Beatrix_Willius · October 11, 2015, 5:42am

My app parses mail: get ContentTransferEncoding and ContentType, decode mail, apply encoding and convert to UTF8. Which works mostly. Now I’ve got a hebrew html mail, where ConvertEncoding makes an empty string. Xojo 2014r2 and 2015r2. Mac OS 10.10.5.

Code:

dim f as FolderItem = GetOpenFolderItem("") dim b as BinaryStream = BinaryStream.Open(f) dim s as String = b.Read(b.Length) s = DecodeQuotedPrintable(s) dim theEncoding as TextEncoding = GetInternetTextEncoding("iso-8859-8") s = DefineEncoding(s, theEncoding) 'string shows okay here as hebrew s = ConvertEncoding(s, encodings.UTF8) 'string empty

Html:

[code]

=F7. =F9=E9=F8=E5=FA = =EE=F1. SC5015010146 =EC=EC=F7=E5=E7

[/code]

Does anyone have an idea what could cause this? Any idea for a workaround? I need the UTF8 because mails could have multiple parts that need to be added and then the data is written to Valentina.

Tim_Hare · October 11, 2015, 6:11am

Are you sure that’s the right encoding?

Eli_Ott · October 11, 2015, 6:12am

I think you should use:

dim theEncoding as TextEncoding = Encodings.ISOLatinHebrew

Eli_Ott · October 11, 2015, 6:12am

ISO-8859-8-I and ISO-8859-8 are not the same.

Beatrix_Willius · October 11, 2015, 6:36am

The encoding is correct and comes from the mail as

Content-Type: text/html; charset=“iso-8859-8”

Encodings.ISOLatinHebrew at least doesn’t eat my text. But what is the difference between ISO-8859-8-I and ISO-8859-8? Google wasn’t able to give me an answer.

Eli_Ott · October 11, 2015, 7:51am

The first to links in Google give you ISO-8859-8-I and ISO-8859-8. I just quickly read them (so I’m not really certain I understand it correctly), but ISO-8859-8 seems to be in logical order (left-to-right) and ISO-8859-8-I in visual order (right-to-left).
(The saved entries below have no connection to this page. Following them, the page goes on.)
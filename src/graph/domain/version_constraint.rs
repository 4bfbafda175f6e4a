/// One clause of a dependency version constraint, e.g. `>=` `1.0`.
#[derive(Debug, Clone, PartialEq, Eq)]
pub struct ConstraintClause {
    raw: String,
}

impl ConstraintClause {
    /// The clause exactly as it appears in the constraint key (`>=:1.0`)
    pub fn raw(&self) -> &str {
        &self.raw
    }

    /// Comparison operator, when the clause carries one
    pub fn operator(&self) -> Option<&str> {
        self.raw.split_once(':').map(|(op, _)| op)
    }

    /// Version part of the clause (the whole clause if there is no separator)
    pub fn version(&self) -> &str {
        self.raw
            .split_once(':')
            .map(|(_, version)| version)
            .unwrap_or(&self.raw)
    }

    /// Human-readable form: the first `:` becomes a space (`>=:1.0` -> `>= 1.0`)
    pub fn display_text(&self) -> String {
        self.raw.replacen(':', " ", 1)
    }
}

/// Dependency version constraint in the report's key format.
///
/// The key is a comma-separated list of `operator:version` clauses, sorted by
/// the producer (e.g. `<:3.0,>=:2.0`). An empty key means the dependency is
/// unconstrained.
#[derive(Debug, Clone, PartialEq, Eq)]
pub struct VersionConstraint {
    clauses: Vec<ConstraintClause>,
}

impl VersionConstraint {
    pub fn parse(key: &str) -> Self {
        if key.is_empty() {
            return Self { clauses: vec![] };
        }

        let clauses = key
            .split(',')
            .map(|raw| ConstraintClause {
                raw: raw.to_string(),
            })
            .collect();

        Self { clauses }
    }

    pub fn is_unconstrained(&self) -> bool {
        self.clauses.is_empty()
    }

    pub fn clauses(&self) -> &[ConstraintClause] {
        &self.clauses
    }
}

#[cfg(test)]
mod tests {
    use super::*;

    #[test]
    fn test_empty_key_is_unconstrained() {
        let constraint = VersionConstraint::parse("");
        assert!(constraint.is_unconstrained());
        assert!(constraint.clauses().is_empty());
    }

    #[test]
    fn test_parse_multiple_clauses() {
        let constraint = VersionConstraint::parse("<:3.0,>=:2.0");
        assert!(!constraint.is_unconstrained());
        assert_eq!(constraint.clauses().len(), 2);

        let first = &constraint.clauses()[0];
        assert_eq!(first.operator(), Some("<"));
        assert_eq!(first.version(), "3.0");
        assert_eq!(first.display_text(), "< 3.0");

        let second = &constraint.clauses()[1];
        assert_eq!(second.operator(), Some(">="));
        assert_eq!(second.display_text(), ">= 2.0");
    }

    #[test]
    fn test_clause_without_separator() {
        let constraint = VersionConstraint::parse("1.2.3");
        let clause = &constraint.clauses()[0];
        assert_eq!(clause.operator(), None);
        assert_eq!(clause.version(), "1.2.3");
        assert_eq!(clause.display_text(), "1.2.3");
    }

    #[test]
    fn test_only_first_separator_replaced() {
        let constraint = VersionConstraint::parse("==:1:2");
        assert_eq!(constraint.clauses()[0].display_text(), "== 1:2");
        assert_eq!(constraint.clauses()[0].raw(), "==:1:2");
    }
}
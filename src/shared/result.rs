/// Type alias for Result with anyhow::Error as the error type.
/// Every layer propagates errors through this alias.
pub type Result<T> = std::result::Result<T, anyhow::Error>;
/// Console adapters for progress output on stderr
mod progress_reporter;

pub use progress_reporter::StderrProgressReporter;
use crate::ports::outbound::ProgressReporter;
use indicatif::{ProgressBar, ProgressStyle};
use std::cell::RefCell;
use std::time::Duration;

const SPINNER_TICK: Duration = Duration::from_millis(100);

/// StderrProgressReporter adapter for reporting progress to stderr
///
/// Writes to stderr so the rendered page on stdout stays clean. Waiting
/// operations get an indicatif spinner, cleared by the next message.
pub struct StderrProgressReporter {
    spinner: RefCell<Option<ProgressBar>>,
}

impl StderrProgressReporter {
    pub fn new() -> Self {
        Self {
            spinner: RefCell::new(None),
        }
    }

    fn clear_spinner(&self) {
        if let Some(spinner) = self.spinner.borrow_mut().take() {
            spinner.finish_and_clear();
        }
    }
}

impl Default for StderrProgressReporter {
    fn default() -> Self {
        Self::new()
    }
}

impl ProgressReporter for StderrProgressReporter {
    fn report(&self, message: &str) {
        self.clear_spinner();
        eprintln!("{}", message);
    }

    fn report_waiting(&self, message: &str) {
        self.clear_spinner();
        let spinner = ProgressBar::new_spinner();
        if let Ok(style) = ProgressStyle::default_spinner().template("{spinner:.green} {msg}") {
            spinner.set_style(style);
        }
        spinner.set_message(message.to_string());
        spinner.enable_steady_tick(SPINNER_TICK);
        *self.spinner.borrow_mut() = Some(spinner);
    }

    fn report_error(&self, message: &str) {
        self.clear_spinner();
        eprintln!("{}", message);
    }

    fn report_completion(&self, message: &str) {
        self.clear_spinner();
        eprintln!();
        eprintln!("{}", message);
    }
}
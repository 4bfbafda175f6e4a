use crate::shared::Result;

/// OutputPresenter port for presenting final output
///
/// This port abstracts the output destination (stdout, file, etc.)
/// where the rendered page is written.
pub trait OutputPresenter {
    /// Presents the formatted content to the output destination
    ///
    /// # Errors
    /// Returns an error if:
    /// - Writing to the output destination fails
    /// - File permissions prevent writing
    fn present(&self, content: &str) -> Result<()>;
}
use super::edge::Edge;
use super::vertex::Vertex;
use serde::{Deserialize, Serialize};

/// Precomputed graph report for one query
#[derive(Debug, Clone, PartialEq, Serialize, Deserialize)]
pub struct Report {
    pub vertices: Vec<Vertex>,
    pub edges: Vec<Edge>,
    pub meta: ReportMeta,
}

#[derive(Debug, Clone, PartialEq, Serialize, Deserialize)]
pub struct ReportMeta {
    /// Generation timestamp as formatted by the server
    pub created: String,
}

/// Body of the `/get_repo_insights` response
#[derive(Debug, Clone, PartialEq, Serialize, Deserialize)]
pub struct InsightsResponse {
    pub found: bool,
    #[serde(default, skip_serializing_if = "Option::is_none")]
    pub report: Option<Report>,
}

impl InsightsResponse {
    pub fn found(report: Report) -> Self {
        Self {
            found: true,
            report: Some(report),
        }
    }

    pub fn not_found() -> Self {
        Self {
            found: false,
            report: None,
        }
    }
}
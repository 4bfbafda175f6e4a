/// Output format of the rendered graph
///
/// Shared by the CLI (inbound adapter) and the formatters (outbound
/// adapters), so it lives in the application layer.
#[derive(Debug, Clone, Copy, PartialEq, Eq, Default)]
pub enum OutputFormat {
    /// Standalone HTML page with the summary panel and vis-network diagram (default)
    #[default]
    Html,
    /// vis-network nodes, edges and options as JSON
    Json,
}

impl std::str::FromStr for OutputFormat {
    type Err = String;

    fn from_str(s: &str) -> Result<Self, Self::Err> {
        match s.to_lowercase().as_str() {
            "html" => Ok(OutputFormat::Html),
            "json" => Ok(OutputFormat::Json),
            _ => Err(format!(
                "Invalid format: {}. Please specify 'html' or 'json'",
                s
            )),
        }
    }
}

impl std::fmt::Display for OutputFormat {
    fn fmt(&self, f: &mut std::fmt::Formatter<'_>) -> std::fmt::Result {
        match self {
            OutputFormat::Html => write!(f, "html"),
            OutputFormat::Json => write!(f, "json"),
        }
    }
}

#[cfg(test)]
mod tests {
    use super::*;
    use std::str::FromStr;

    #[test]
    fn test_output_format_from_str_html() {
        assert_eq!(OutputFormat::from_str("html").unwrap(), OutputFormat::Html);
        assert_eq!(OutputFormat::from_str("HTML").unwrap(), OutputFormat::Html);
    }

    #[test]
    fn test_output_format_from_str_json() {
        assert_eq!(OutputFormat::from_str("json").unwrap(), OutputFormat::Json);
        assert_eq!(OutputFormat::from_str("Json").unwrap(), OutputFormat::Json);
    }

    #[test]
    fn test_output_format_from_str_invalid() {
        let error = OutputFormat::from_str("markdown").unwrap_err();
        assert!(error.contains("Invalid format"));
        assert!(error.contains("markdown"));
        assert!(error.contains("html"));
        assert!(error.contains("json"));
    }

    #[test]
    fn test_output_format_from_str_empty() {
        assert!(OutputFormat::from_str("").is_err());
    }

    #[test]
    fn test_output_format_display_round_trip() {
        for format in [OutputFormat::Html, OutputFormat::Json] {
            assert_eq!(OutputFormat::from_str(&format.to_string()).unwrap(), format);
        }
    }

    #[test]
    fn test_output_format_default() {
        assert_eq!(OutputFormat::default(), OutputFormat::Html);
    }
}
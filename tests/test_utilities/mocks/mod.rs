/// Mock implementations for testing
mod mock_progress_reporter;
mod mock_report_repository;

pub use mock_progress_reporter::MockProgressReporter;
pub use mock_report_repository::MockReportRepository;
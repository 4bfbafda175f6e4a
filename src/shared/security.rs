use crate::shared::error::GraphError;
use crate::shared::Result;
use std::fs;
use std::path::Path;

/// Maximum size of a report file read from disk (100 MB)
pub const MAX_REPORT_FILE_SIZE: u64 = 100 * 1024 * 1024;

/// Validates that a path exists and is a regular file (not a directory or symlink)
///
/// # Security
/// Uses `symlink_metadata()` so the link itself is inspected, not its target.
///
/// # Errors
/// Returns an error if:
/// - The path doesn't exist
/// - The path is a symbolic link
/// - The path is not a regular file
pub fn validate_regular_file(path: &Path, file_description: &str) -> Result<()> {
    let metadata = fs::symlink_metadata(path).map_err(|e| GraphError::FileReadError {
        path: path.to_path_buf(),
        details: format!("Failed to read {} metadata: {}", file_description, e),
    })?;

    if metadata.is_symlink() {
        return Err(GraphError::SecurityError {
            path: path.to_path_buf(),
            reason: format!("{} is a symbolic link", file_description),
            hint: "Pass the path of the real file instead of a link to it".to_string(),
        }
        .into());
    }

    if !metadata.is_file() {
        return Err(GraphError::FileReadError {
            path: path.to_path_buf(),
            details: format!("{} is not a regular file", file_description),
        }
        .into());
    }

    Ok(())
}

/// Validates file size is within acceptable limits
///
/// # Errors
/// Returns an error if the file size exceeds `max_size`
pub fn validate_file_size(file_size: u64, path: &Path, max_size: u64) -> Result<()> {
    if file_size > max_size {
        return Err(GraphError::SecurityError {
            path: path.to_path_buf(),
            reason: format!(
                "File is too large ({} bytes). Maximum allowed size is {} bytes.",
                file_size, max_size
            ),
            hint: "Graph reports are expected to be well below this limit".to_string(),
        }
        .into());
    }
    Ok(())
}
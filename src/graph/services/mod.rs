/// Graph services: pruning, transformation and summarizing
pub mod pruner;
pub mod summary;
pub mod transformer;

pub use pruner::{GraphPruner, PrunedGraph};
pub use summary::{CveReference, GraphSummary, SummaryRenderer, NVD_DETAIL_URL};
pub use transformer::{DisplayEdge, DisplayNode, GraphTransformer};
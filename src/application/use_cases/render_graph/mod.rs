use crate::application::dto::GraphRequest;
use crate::application::read_models::{GraphOutcome, GraphView, GraphViewOptions};
use crate::graph::domain::Report;
use crate::graph::services::{GraphPruner, GraphTransformer, SummaryRenderer};
use crate::ports::outbound::{ProgressReporter, ReportRepository};
use crate::shared::error::GraphError;
use crate::shared::Result;
use tracing::{debug, info};

/// RenderGraphUseCase - fetches a report and turns it into a graph view
///
/// Flow: fetch the insights response, redirect to the search page when
/// nothing was found, otherwise prune (unless the request opts out),
/// transform to vis-network records and build the summary.
///
/// # Type Parameters
/// * `REPO` - ReportRepository implementation
/// * `PR` - ProgressReporter implementation
pub struct RenderGraphUseCase<REPO, PR> {
    report_repository: REPO,
    progress_reporter: PR,
}

impl<REPO, PR> RenderGraphUseCase<REPO, PR>
where
    REPO: ReportRepository,
    PR: ProgressReporter,
{
    /// Creates a new RenderGraphUseCase with injected dependencies
    pub fn new(report_repository: REPO, progress_reporter: PR) -> Self {
        Self {
            report_repository,
            progress_reporter,
        }
    }

    /// Executes the render pipeline for one request
    ///
    /// # Returns
    /// `GraphOutcome::Redirect` when the server has no report for the
    /// query, `GraphOutcome::Rendered` otherwise
    ///
    /// # Errors
    /// Returns an error if the report cannot be fetched or decoded, or if
    /// the response claims a report was found but carries none
    pub async fn execute(&self, request: GraphRequest) -> Result<GraphOutcome> {
        self.progress_reporter
            .report_waiting(&format!("🔍 Fetching report for: {}", request.query));
        info!(query = %request.query, prune = request.prune, "Fetching insights");

        let response = match self.report_repository.fetch_insights(&request.query).await {
            Ok(response) => response,
            Err(e) => {
                self.progress_reporter
                    .report_error("❌ Failed to fetch the report");
                return Err(e);
            }
        };

        if !response.found {
            self.progress_reporter.report_error(&format!(
                "⚠️  No report found for '{}', redirecting to search",
                request.query
            ));
            return Ok(GraphOutcome::redirect_to_search(&request.query));
        }

        let report = response.report.ok_or_else(|| GraphError::MissingReport {
            query: request.query.clone(),
        })?;

        self.progress_reporter.report(&format!(
            "✅ Report loaded: {} vertices, {} edges",
            report.vertices.len(),
            report.edges.len()
        ));

        let view = self.build_view(&request, report);

        self.progress_reporter
            .report_completion(&format!("📊 {}", view.summary.headline()));
        Ok(GraphOutcome::Rendered(view))
    }

    fn build_view(&self, request: &GraphRequest, report: Report) -> GraphView {
        let Report {
            vertices,
            edges,
            meta,
        } = report;

        let (vertices, edges) = if request.prune {
            let before = (vertices.len(), edges.len());
            let pruned = GraphPruner::prune(vertices, edges);
            debug!(
                passes = pruned.reductions,
                vertices_removed = before.0 - pruned.vertices.len(),
                edges_removed = before.1 - pruned.edges.len(),
                "Pruned graph"
            );
            self.progress_reporter.report(&format!(
                "✂️  Pruned graph to {} vertices, {} edges",
                pruned.vertices.len(),
                pruned.edges.len()
            ));
            (pruned.vertices, pruned.edges)
        } else {
            (vertices, edges)
        };

        let summary =
            SummaryRenderer::summarize(&request.query, &vertices, &edges, &meta, request.prune);

        GraphView {
            nodes: GraphTransformer::nodes(&vertices),
            edges: GraphTransformer::edges(&edges),
            options: GraphViewOptions::default(),
            summary,
        }
    }
}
Beatrix_Willius · October 11, 2015, 8:24am

Overlooked it: ISO-8859-8-I… The characters are in logical order. … ISO-8859-8 is sometimes in logical order (HTML, XML), and sometimes in visual (left-to-right) order (plain text without any markup).
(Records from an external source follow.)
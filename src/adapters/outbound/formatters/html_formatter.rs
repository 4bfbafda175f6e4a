use crate::application::read_models::{GraphOutcome, GraphView};
use crate::ports::outbound::GraphFormatter;
use crate::shared::html::{escape_html, escape_script_json};
use crate::shared::Result;
use serde_json::json;

/// Default location of the vis-network standalone bundle
pub const DEFAULT_VIS_NETWORK_SRC: &str =
    "https://unpkg.com/vis-network/standalone/umd/vis-network.min.js";

/// HtmlFormatter adapter producing a standalone graph page
///
/// The page has two mount points, `summary` and `graph`. Graph data is
/// embedded as a JSON literal inside a `<script>` element.
pub struct HtmlFormatter {
    vis_network_src: String,
}

impl HtmlFormatter {
    pub fn new(vis_network_src: impl Into<String>) -> Self {
        Self {
            vis_network_src: vis_network_src.into(),
        }
    }

    fn graph_page(&self, view: &GraphView) -> Result<String> {
        let data = json!({
            "nodes": view.nodes,
            "edges": view.edges,
        });
        let data_json = escape_script_json(&serde_json::to_string(&data)?);
        let options_json = escape_script_json(&serde_json::to_string(&view.options)?);

        Ok(format!(
            r#"<!DOCTYPE html>
<html lang="en">
<head>
  <meta charset="utf-8">
  <meta name="viewport" content="width=device-width,initial-scale=1">
  <title>Graph for {title}</title>
  <script src="{vis_src}"></script>
  <style>
    html,body{{height:100%;margin:0;background:#0f1421;color:#ddd;font-family:arial,sans-serif}}
    #summary{{position:absolute;top:0;left:0;z-index:1;max-width:480px;padding:16px 24px;background:#0f1421e6}}
    #summary a{{color:#8cf}}
    #summary .meta{{color:#999;font-size:13px}}
    #graph{{width:100%;height:100%}}
    .version{{font-family:monospace}}
  </style>
</head>
<body>
  <div id="summary">{summary}</div>
  <div id="graph"></div>
  <script>
    const data = {data};
    const options = {options};
    const network = new vis.Network(
      document.getElementById("graph"),
      {{ nodes: new vis.DataSet(data.nodes), edges: new vis.DataSet(data.edges) }},
      options
    );
    network.on("doubleClick", function (properties) {{
      if (properties.nodes && properties.nodes.length) {{
        console.log(properties.nodes[0]);
      }}
    }});
  </script>
</body>
</html>
"#,
            title = escape_html(&view.summary.query),
            vis_src = escape_html(&self.vis_network_src),
            summary = view.summary.to_html(),
            data = data_json,
            options = options_json,
        ))
    }

    fn redirect_page(location: &str) -> Result<String> {
        let target = escape_script_json(&serde_json::to_string(location)?);
        Ok(format!(
            r#"<!DOCTYPE html>
<html lang="en">
<head>
  <meta charset="utf-8">
  <meta http-equiv="refresh" content="0; url={href}">
  <title>Redirecting</title>
</head>
<body>
  <p>No report found. <a href="{href}">Search again</a>.</p>
  <script>window.location.href = {target};</script>
</body>
</html>
"#,
            href = escape_html(location),
            target = target,
        ))
    }
}

impl Default for HtmlFormatter {
    fn default() -> Self {
        Self::new(DEFAULT_VIS_NETWORK_SRC)
    }
}

impl GraphFormatter for HtmlFormatter {
    fn format(&self, outcome: &GraphOutcome) -> Result<String> {
        match outcome {
            GraphOutcome::Rendered(view) => self.graph_page(view),
            GraphOutcome::Redirect { location } => Self::redirect_page(location),
        }
    }
}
Still doesn’t explain the empty string after ConvertEncoding.

Tim_Hare · October 11, 2015, 9:23am

ISO-8859-8-I includes additional codes. If one of those were present in your text, ConvertEncoding would fail.

Eli_Ott · October 11, 2015, 10:05am

If fails even with ???.

Beatrix_Willius · October 11, 2015, 11:42am

I’ve been working with encodings (especially the messed up sort) for a long time now and I’ve NEVER seen this behavior. Also, the hebrew text is shown correctly in the debugger. Still confused…
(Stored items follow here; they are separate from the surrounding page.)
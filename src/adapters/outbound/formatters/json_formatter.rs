use crate::application::read_models::GraphOutcome;
use crate::ports::outbound::GraphFormatter;
use crate::shared::Result;
use chrono::Utc;
use serde_json::json;

/// JsonFormatter adapter emitting the graph data for external consumers
///
/// A rendered graph becomes
/// `{query, pruned, nodes, edges, options, summary, generated_at}`; a
/// redirect becomes `{redirect}`.
pub struct JsonFormatter;

impl JsonFormatter {
    pub fn new() -> Self {
        Self
    }
}

impl Default for JsonFormatter {
    fn default() -> Self {
        Self::new()
    }
}

impl GraphFormatter for JsonFormatter {
    fn format(&self, outcome: &GraphOutcome) -> Result<String> {
        let document = match outcome {
            GraphOutcome::Rendered(view) => json!({
                "query": view.summary.query,
                "pruned": view.summary.pruned,
                "nodes": view.nodes,
                "edges": view.edges,
                "options": view.options,
                "summary": {
                    "headline": view.summary.headline(),
                    "vulnerabilities": view.summary.vulnerabilities,
                    "vertex_count": view.summary.vertex_count,
                    "edge_count": view.summary.edge_count,
                    "created": view.summary.created,
                    "html": view.summary.to_html(),
                },
                "generated_at": Utc::now().to_rfc3339(),
            }),
            GraphOutcome::Redirect { location } => json!({ "redirect": location }),
        };

        Ok(serde_json::to_string_pretty(&document)?)
    }
}
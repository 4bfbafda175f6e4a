/// Formatter adapters for the graph output formats
mod html_formatter;
mod json_formatter;

pub use html_formatter::{HtmlFormatter, DEFAULT_VIS_NETWORK_SRC};
pub use json_formatter::JsonFormatter;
Greg_O_Lone · October 12, 2015, 10:27am

Have you tried converting to UTF-16 instead? Perhaps UTF-8 doesn’t include the Hebrew glyphs?

Beatrix_Willius · October 12, 2015, 12:38pm

Trying to convert to UTF16 also gives empty text. The debugger shows the hebrew glyphs before trying to convert the encoding.

TomE · October 12, 2015, 12:52pm

I wonder why it should make any difference if the Unicode code point is shown as UTF-8, UTF-16, UTF-32 or whatever? These encodings are just different ways to point to the same Unicode character, or do I miss something?

Greg_O_Lone · October 12, 2015, 1:16pm

It shouldn’t. I mistyped. I was wondering if the font being used doesn’t include the glyphs, but if the debugger shows the characters before the conversion and not after, that’s probably not the case.

@Beatrix Willius you might try using the new Text type instead. You may have stumbled into an edge case that doesn’t work in String.

Beatrix_Willius · October 12, 2015, 1:23pm

@Greg: will do some testing. The code is part of a large parsing algorithm. I get heartburn when I think about converting this to text. Not going to happen soon. Also the data comes in without encoding and is given encoding only as very last step.